● Task: Of all the lines in this material, how many have the word "host"? Give only the number.

● Data provided:
====
//! Backing store abstraction.
//!
//! A device is addressed in whole `BLOCK_SIZE` blocks counted from the start of
//! the image: block 0 is the superblock, the inode table follows, then the data
//! region. Data block `id` therefore lives at byte `block_offset + id * BLOCK_SIZE`.

use std::fs::{File, OpenOptions};
use std::io::{Read, Seek, SeekFrom, Write};
use std::path::Path;

use crate::config::BLOCK_SIZE;
use crate::error::{FsError, Result};

pub trait BlockDevice {
    /// Returns the number of blocks in the block device.
    fn num_blocks(&self) -> u32;

    /// Reads one whole block.
    fn read_block(&mut self, block_id: u32, buf: &mut [u8; BLOCK_SIZE]) -> Result<()>;

    /// Writes one whole block.
    fn write_block(&mut self, block_id: u32, buf: &[u8; BLOCK_SIZE]) -> Result<()>;

    /// Flushes any host-side buffering down to the medium.
    fn flush(&mut self) -> Result<()>;
}

fn check_range(block_id: u32, num_blocks: u32) -> Result<()> {
    if block_id >= num_blocks {
        return Err(FsError::Corruption {
            block: block_id,
            detail: format!("block beyond end of device ({num_blocks} blocks)"),
        });
    }
    Ok(())
}

/// A host file holding a formatted image. Opened once per session.
#[derive(Debug)]
pub struct FileDisk {
    file: File,
    num_blocks: u32,
}

impl FileDisk {
    /// Creates (or truncates) `path` and sizes it to `num_blocks` zeroed blocks.
    pub fn create(path: impl AsRef<Path>, num_blocks: u32) -> Result<Self> {
        let file = OpenOptions::new()
            .read(true)
            .write(true)
            .create(true)
            .truncate(true)
            .open(path)?;
        file.set_len(u64::from(num_blocks) * BLOCK_SIZE as u64)?;
        Ok(Self { file, num_blocks })
    }

    /// Opens an existing image. A trailing partial block is ignored.
    pub fn open(path: impl AsRef<Path>) -> Result<Self> {
        let file = OpenOptions::new().read(true).write(true).open(path)?;
        let len = file.metadata()?.len();
        let num_blocks = u32::try_from(len / BLOCK_SIZE as u64)
            .map_err(|_| FsError::InvalidGeometry(format!("image of {len} bytes is too large")))?;
        Ok(Self { file, num_blocks })
    }
}

impl BlockDevice for FileDisk {
    fn num_blocks(&self) -> u32 {
        self.num_blocks
    }

    fn read_block(&mut self, block_id: u32, buf: &mut [u8; BLOCK_SIZE]) -> Result<()> {
        check_range(block_id, self.num_blocks)?;
        self.file
            .seek(SeekFrom::Start(u64::from(block_id) * BLOCK_SIZE as u64))?;
        self.file.read_exact(buf)?;
        Ok(())
    }

    fn write_block(&mut self, block_id: u32, buf: &[u8; BLOCK_SIZE]) -> Result<()> {
        check_range(block_id, self.num_blocks)?;
        self.file
            .seek(SeekFrom::Start(u64::from(block_id) * BLOCK_SIZE as u64))?;
        self.file.write_all(buf)?;
        Ok(())
    }

    fn flush(&mut self) -> Result<()> {
        self.file.flush()?;
        self.file.sync_data()?;
        Ok(())
    }
}

/// In-memory device, handy for tests and throwaway images.
#[derive(Debug, Clone)]
pub struct MemDisk {
    data: Vec<u8>,
    num_blocks: u32,
}

impl MemDisk {
    pub fn new(num_blocks: u32) -> Self {
        Self {
            data: vec![0u8; num_blocks as usize * BLOCK_SIZE],
            num_blocks,
        }
    }

    /// Raw image bytes.
    pub fn as_bytes(&self) -> &[u8] {
        &self.data
    }
}

impl BlockDevice for MemDisk {
    fn num_blocks(&self) -> u32 {
        self.num_blocks
    }

    fn read_block(&mut self, block_id: u32, buf: &mut [u8; BLOCK_SIZE]) -> Result<()> {
        check_range(block_id, self.num_blocks)?;
        let start = block_id as usize * BLOCK_SIZE;
        buf.copy_from_slice(&self.data[start..start + BLOCK_SIZE]);
        Ok(())
    }

    fn write_block(&mut self, block_id: u32, buf: &[u8; BLOCK_SIZE]) -> Result<()> {
        check_range(block_id, self.num_blocks)?;
        let start = block_id as usize * BLOCK_SIZE;
        self.data[start..start + BLOCK_SIZE].copy_from_slice(buf);
        Ok(())
    }

    fn flush(&mut self) -> Result<()> {
        // Nothing buffered between us and the bytes.
        Ok(())
    }
}

#[cfg(test)]
mod test {
    use super::*;

    #[test]
    fn test_mem_disk_rejects_out_of_range() {
        let mut disk = MemDisk::new(4);
        let mut buf = [0u8; BLOCK_SIZE];
        assert!(disk.read_block(3, &mut buf).is_ok());
        assert!(matches!(
            disk.read_block(4, &mut buf),
            Err(FsError::Corruption { block: 4, .. })
        ));
    }

    #[test]
    fn test_file_disk_persists_blocks() {
        let dir = tempfile::tempdir().unwrap();
        let path = dir.path().join("disk.img");
        let mut disk = FileDisk::create(&path, 8).unwrap();
        let mut block = [0u8; BLOCK_SIZE];
        block[..5].copy_from_slice(b"hello");
        disk.write_block(5, &block).unwrap();
        disk.flush().unwrap();
        drop(disk);

        let mut disk = FileDisk::open(&path).unwrap();
        assert_eq!(disk.num_blocks(), 8);
        let mut read = [0u8; BLOCK_SIZE];
        disk.read_block(5, &mut read).unwrap();
        assert_eq!(&read[..5], b"hello");
    }
}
====
● Your solution: 2